The Jains are the last direct representatives on the continent of India of those schools of thought which grew out of the active philosophical speculation and earnest spirit of religious inquiry that prevailed in the valley of the Ganges during the 5th and 6th centuries before the Christian era. For many centuries Jainism was so overshadowed by that stupendous movement, born at the same time and in the same place, which we call Buddhism, that it remained almost unnoticed by the side of its powerful rival. But when Buddhism, whose widely open doors had absorbed the mass of the community, became thereby corrupted from its pristine purity and gradually died away, the smaller school of the Jains, less diametrically opposed to the victorious orthodox creed of the Brahmans, survived, and in some degree took its place.

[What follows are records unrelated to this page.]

//! XLSX compatibility layer for `sheetpack-model` workbooks.
//!
//! The crate exposes two API levels:
//!
//! - [`load_from_bytes`] / [`write_to_vec`] (and the `_path` variants) work
//!   on a [`SpreadsheetDocument`]: a [`Workbook`] paired with the preserved
//!   OPC parts plus enough metadata to rewrite the core SpreadsheetML files
//!   without breaking relationship IDs across save cycles.
//! - [`read_workbook_from_bytes`] / [`write_workbook_to_vec`] are the
//!   semantic shortcuts for callers who only want the model and accept a
//!   fresh package on save.
//!
//! On load the pipeline runs parts → relationships → styles → shared strings
//! → worksheets; on save it reverses, rebuilding the style, shared-string and
//! calculation-chain registries from scratch while leaving untouched parts
//! byte-identical.

pub mod calc_chain;
mod cells;
mod formulas;
mod package;
mod read;
mod relationships;
pub mod shared_strings;
pub mod styles;
mod write;
mod xml_dom;
mod xml_escape;

use serde::{Deserialize, Serialize};
use sheetpack_model::{DeleteSheetError, Workbook, Worksheet, WorksheetId};

pub use calc_chain::{build_calc_chain, write_calc_chain_xml, CalcChainEntry};
pub use cells::CellCodecError;
pub use package::{PackageError, SheetPackage};
pub use read::{load_from_bytes, load_from_path, read_workbook_from_bytes, ReadError};
pub use relationships::{
    parse_relationships, rels_for_part, resolve_target, write_relationships, RelIdAllocator,
    Relationship, RelsError,
};
pub use shared_strings::{
    parse_shared_strings_xml, write_shared_strings_xml, SharedStringsError,
};
pub use styles::{StylesError, StylesPart};
pub use write::{write_to_path, write_to_vec, write_workbook_to_vec, WriteError};
pub use xml_dom::XmlDomError;

/// What kind of part backs a workbook sheet entry.
///
/// Recognized-but-unmodeled sheet kinds (chartsheets, macro sheets) are kept
/// as stubs: their tab position and relationship id survive the round trip
/// even though their content is opaque to the model.
#[derive(Clone, Debug, PartialEq, Eq, Serialize, Deserialize)]
#[serde(rename_all = "snake_case")]
pub enum SheetKind {
    Worksheet,
    Unsupported { reason: String },
}

impl SheetKind {
    pub fn is_supported(&self) -> bool {
        matches!(self, SheetKind::Worksheet)
    }
}

/// Identity of one sheet entry in `xl/workbook.xml`.
///
/// Everything here must survive a save cycle unchanged unless the sheet
/// itself was deleted: external consumers key on the relationship id.
#[derive(Clone, Debug, PartialEq, Eq, Serialize, Deserialize)]
pub struct SheetMeta {
    pub worksheet_id: WorksheetId,
    /// The `sheetId` attribute (stable, unrelated to tab order).
    pub sheet_id: u32,
    /// The `r:id` linking the entry to its worksheet part.
    pub relationship_id: String,
    /// Visibility state (`hidden` / `veryHidden`), when present.
    pub state: Option<String>,
    /// OPC part path, e.g. `xl/worksheets/sheet1.xml`.
    pub path: String,
    pub kind: SheetKind,
}

/// `<calcPr>` attributes preserved from `xl/workbook.xml`.
#[derive(Clone, Debug, Default, PartialEq, Eq, Serialize, Deserialize)]
pub struct CalcPr {
    pub calc_id: Option<String>,
    pub calc_mode: Option<String>,
    pub full_calc_on_load: Option<bool>,
}

/// A part recognized on load but not modeled (e.g. an externally-sourced
/// pivot cache). Recorded as a stub so the rest of the workbook stays usable
/// and the part's identity survives.
#[derive(Clone, Debug, PartialEq, Eq, Serialize, Deserialize)]
pub struct UnsupportedPart {
    pub path: String,
    pub reason: String,
}

/// Round-trip metadata captured while loading a package.
#[derive(Clone, Debug, Default)]
pub struct DocMeta {
    pub sheets: Vec<SheetMeta>,
    pub calc_pr: CalcPr,
    /// Sheets deleted from the model since load; their parts and references
    /// are cascaded out of the package at save time.
    pub deleted_sheets: Vec<SheetMeta>,
    /// Names of deleted sheets, kept for the pivot-cache cascade (caches name
    /// their source sheet rather than referencing it by id).
    pub deleted_sheet_names: std::collections::HashMap<WorksheetId, String>,
    pub unsupported_parts: Vec<UnsupportedPart>,
}

/// A workbook paired with the original OPC package parts needed for
/// high-fidelity round trips.
#[derive(Clone, Debug)]
pub struct SpreadsheetDocument {
    pub workbook: Workbook,
    pub(crate) package: SheetPackage,
    pub(crate) meta: DocMeta,
}

impl SpreadsheetDocument {
    /// Wrap a freshly built workbook (no backing package).
    pub fn new(workbook: Workbook) -> Self {
        let sheets = workbook
            .sheets
            .iter()
            .enumerate()
            .map(|(idx, sheet)| SheetMeta {
                worksheet_id: sheet.id,
                sheet_id: (idx + 1) as u32,
                relationship_id: format!("rId{}", idx + 1),
                state: None,
                path: format!("xl/worksheets/sheet{}.xml", idx + 1),
                kind: SheetKind::Worksheet,
            })
            .collect();

        Self {
            workbook,
            package: SheetPackage::empty(),
            meta: DocMeta {
                sheets,
                ..DocMeta::default()
            },
        }
    }

    pub(crate) fn from_parts(workbook: Workbook, package: SheetPackage, meta: DocMeta) -> Self {
        Self {
            workbook,
            package,
            meta,
        }
    }

    /// Round-trip metadata captured at load time.
    pub fn meta(&self) -> &DocMeta {
        &self.meta
    }

    /// Preserved package parts.
    pub fn package(&self) -> &SheetPackage {
        &self.package
    }

    /// Add a worksheet to the document. Its package identity (relationship
    /// id, part path) is allocated at the next save from the package-wide
    /// unused-id sequence.
    pub fn add_sheet(&mut self, name: impl Into<String>) -> WorksheetId {
        self.workbook.add_sheet(name)
    }

    /// Delete a worksheet.
    ///
    /// The model-side cascade (defined names) runs immediately; the package
    /// cascade (worksheet part, table parts, pivot caches sourced from the
    /// sheet, calculation-chain entries, relationships, content types) runs
    /// at the next save.
    pub fn delete_sheet(&mut self, id: WorksheetId) -> Result<Worksheet, DeleteSheetError> {
        let removed = self.workbook.delete_sheet(id)?;
        if let Some(pos) = self.meta.sheets.iter().position(|m| m.worksheet_id == id) {
            let meta = self.meta.sheets.remove(pos);
            self.meta.deleted_sheets.push(meta);
        }
        self.meta
            .deleted_sheet_names
            .insert(id, removed.name.clone());
        Ok(removed)
    }
}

Jainism purports to be the system of belief promulgated by Vaddhamana, better known by his epithet of Maha-vira (the great hero), who was a contemporary of Gotama, the Buddha. But the Jains, like the Buddhists, believe that the same system had previously been proclaimed through countless ages by each one of a succession of earlier teachers. The Jains count twentyfour such prophets, whom they call Jinas, or Tirthankaras, that is, conquerors or leaders of schools of thought. It is from this word Jina that the modern name Jainas, meaning followers of the Jina, or of the Jinas, is derived. This legend of the twentyfour Jinas contains a germ of truth. Maha-vira was not an originator; he merely carried on, with but slight changes, a system which existed before his time, and which probably owes its most distinguishing features to a teacher named Parswa, who ranks in the succession of Jinas as the predecessor of Maha-vira. Parswa is said, in the Jain chronology, to have been born two hundred years before Maha-vira (that is, about 760 B.C.); but the only conclusion that it is safe to draw from this statement is that Parswa was considerably earlier in point of time than Mahavira. Very little reliance can be placed upon the details reported in the Jain books concerning the previous Jinas in the list of the twenty-four Tirthankaras. The curious will find in them many reminiscences of Hindu and Buddhist legend; and the antiquary must notice the distinctive symbols assigned to each, in order to recognize the statues of the different Jinas, otherwise identical, in the different Jain temples.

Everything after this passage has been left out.